Is the iPad for creating or consuming?

As an avid Apple follower and a web designer I’m interested to know. I saw Apple demo an iPad version of iWorks, but will this thing work for real-world productivity? If it’s just for consuming, then it’s all set up already. It has the screen for movie watching, the graphics for games and over 130,000 content delivering apps already developed.

But if it wants to follow on from the iPhone then it has to extend what’s gone before. It’s going to have to fill the space as advertised and provide some desktop-like features. To occupy the sub-notebook/netbook world, it’s going to need a bit more functionality than a mobile phone. It’s revealing that I’m writing this on an iPhone but will upload it from the desktop where I feel I have more control.

Screen size

When web browsing I’m expecting to get the full desktop version of every website, unless a page has specific browser detection this already happens with the iPhone. But on the desktop I expect to have extended ways to deal with the content, of which plugins and background processes are a big part. Will Apple allow me to install a Delicious plugin or chop and change between 2 – 3 apps running at once? Will I be able to have my web code open in one programme and the site I’m working on in another? Better yet, will they let me install an alternative browser, one with a wealth of extensions already developed? All very doubtful.

Size of the market

Currently I see good uses for the iPad in business and education. Imagine the delivery person using it to find your house, or the hospital doctor pulling up digital X-Rays, or the classes with lessons tailored to individual students with content delivered at a suitable pace and level.

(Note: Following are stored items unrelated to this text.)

//! Component portion: invoke components (Q.773 §4.2.2)

use bytes::{Bytes, BytesMut};

use crate::ber::{constructed, put_integer, put_tlv};
use crate::error::Error;
use crate::Result;

/// Component portion tag (application 12, constructed)
pub const TAG_COMPONENT_PORTION: u8 = 0x6C;
/// Invoke component tag (context 1, constructed)
pub const TAG_INVOKE: u8 = 0xA1;
/// Universal INTEGER, used for invoke ID and local operation codes
pub const TAG_INTEGER: u8 = 0x02;
/// Linked ID [0] IMPLICIT INTEGER
pub const TAG_LINKED_ID: u8 = 0x80;
/// Parameter SEQUENCE wrapping the operation argument
pub const TAG_PARAMETER_SEQUENCE: u8 = 0x30;

/// A single requested operation within a transaction
///
/// The payload is the already encoded operation argument. It is placed
/// inside the parameter SEQUENCE as-is.
#[derive(Debug, Clone, PartialEq, Eq)]
pub struct Invocation {
    pub invoke_id: i32,
    pub linked_id: Option<i32>,
    pub operation_code: i32,
    pub payload: Bytes,
}

impl Invocation {
    /// Create an invoke with a local operation code
    pub fn new(invoke_id: i32, operation_code: i32, payload: impl Into<Bytes>) -> Self {
        Self {
            invoke_id,
            linked_id: None,
            operation_code,
            payload: payload.into(),
        }
    }

    /// Create an invoke whose payload is given as a hex string
    pub fn from_hex(invoke_id: i32, operation_code: i32, payload_hex: &str) -> Result<Self> {
        let payload = hex::decode(payload_hex.trim())?;
        Ok(Self::new(invoke_id, operation_code, payload))
    }

    /// Link this invoke to a previous one
    pub fn with_linked_id(mut self, linked_id: i32) -> Self {
        self.linked_id = Some(linked_id);
        self
    }

    /// Serialize the invoke component
    pub fn serialize(&self, buf: &mut BytesMut) -> Result<()> {
        check_invoke_id(self.invoke_id)?;
        if let Some(linked) = self.linked_id {
            check_invoke_id(linked)?;
        }

        constructed(buf, TAG_INVOKE, |invoke| {
            put_integer(invoke, TAG_INTEGER, self.invoke_id as i64)?;
            if let Some(linked) = self.linked_id {
                put_integer(invoke, TAG_LINKED_ID, linked as i64)?;
            }
            put_integer(invoke, TAG_INTEGER, self.operation_code as i64)?;
            if !self.payload.is_empty() {
                put_tlv(invoke, TAG_PARAMETER_SEQUENCE, &self.payload)?;
            }
            Ok(())
        })
    }
}

fn check_invoke_id(id: i32) -> Result<()> {
    if (-128..=127).contains(&id) {
        Ok(())
    } else {
        Err(Error::InvokeIdOutOfRange(id))
    }
}

/// Serialize the component portion holding all invocations
pub fn serialize_components(invocations: &[Invocation], buf: &mut BytesMut) -> Result<()> {
    constructed(buf, TAG_COMPONENT_PORTION, |components| {
        for invocation in invocations {
            invocation.serialize(components)?;
        }
        Ok(())
    })
}

#[cfg(test)]
mod tests {
    use super::*;

    #[test]
    fn test_invoke_layout() {
        let invoke = Invocation::new(0, 3, vec![0x04, 0x01, 0x99]);
        let mut buf = BytesMut::new();
        invoke.serialize(&mut buf).unwrap();

        assert_eq!(
            &buf[..],
            &[
                0xA1, 0x0B, // invoke
                0x02, 0x01, 0x00, // invoke ID
                0x02, 0x01, 0x03, // opcode
                0x30, 0x03, 0x04, 0x01, 0x99, // parameter
            ]
        );
    }

    #[test]
    fn test_linked_id_and_empty_payload() {
        let invoke = Invocation::new(2, 59, Bytes::new()).with_linked_id(1);
        let mut buf = BytesMut::new();
        invoke.serialize(&mut buf).unwrap();

        assert_eq!(
            &buf[..],
            &[0xA1, 0x09, 0x02, 0x01, 0x02, 0x80, 0x01, 0x01, 0x02, 0x01, 0x3B]
        );
    }

    #[test]
    fn test_from_hex() {
        let invoke = Invocation::from_hex(113, 45, "8001ff").unwrap();
        assert_eq!(&invoke.payload[..], &[0x80, 0x01, 0xFF]);

        assert!(matches!(
            Invocation::from_hex(113, 45, "80z1"),
            Err(Error::Decode(_))
        ));
        // odd number of digits
        assert!(matches!(
            Invocation::from_hex(113, 45, "800"),
            Err(Error::Decode(_))
        ));
    }

    #[test]
    fn test_invoke_id_range() {
        let mut buf = BytesMut::new();
        assert_eq!(
            Invocation::new(200, 45, Bytes::new()).serialize(&mut buf),
            Err(Error::InvokeIdOutOfRange(200))
        );
        assert!(Invocation::new(-128, 45, Bytes::new())
            .serialize(&mut buf)
            .is_ok());
    }

    #[test]
    fn test_component_portion_holds_all_invokes() {
        let invokes = vec![
            Invocation::new(1, 45, Bytes::new()),
            Invocation::new(2, 46, Bytes::new()),
        ];
        let mut buf = BytesMut::new();
        serialize_components(&invokes, &mut buf).unwrap();

        assert_eq!(buf[0], TAG_COMPONENT_PORTION);
        assert_eq!(buf[1] as usize, buf.len() - 2);
        assert_eq!(
            &buf[2..],
            &[
                0xA1, 0x06, 0x02, 0x01, 0x01, 0x02, 0x01, 0x2D, //
                0xA1, 0x06, 0x02, 0x01, 0x02, 0x02, 0x01, 0x2E,
            ]
        );
    }
}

If marketed and priced right, I can even see it becoming the next big gaming device at Christmas. Evidence suggests major games developers are already switching to the platform. But what will take the iPad into the mass market?

Essential or extravagance?

With the iPod and iPhone, Apple were entering established markets where demand for the product type was already developed. With the iPad it’s different since most consumers won’t have heard of a tablet, let alone be convinced of why they need one.

The boundary between creating and consuming could be what makes the difference here.

The adaptable device

The genius behind this device is that Apple haven’t bowed to the pressures of the rumour mill. They haven’t created an overcomplicated piece of hardware full of whizz-bang features (OK, it could’ve had a camera). The genius of Johnny Ive and co. is that they didn’t tinker with a winning formula. It looks like an oversized iPhone. This leaves the software people to work from a solid foundation and build features into later updates that match developer and consumer needs (sorry guys, not necessarily ‘wants’).

Another genius move is that Apple haven’t cornered themselves too much with the possibilities for this device, meaning that everyone interested has their own thoughts and hopes for what it can do. Software driven products like the iPad have a huge potential to capture the imagination.

So if anyone’s listening and if this post can be at all useful, I’d be interested to hear your ideas on what you’d like to see it do.

Posted on Wednesday 10 February 2010.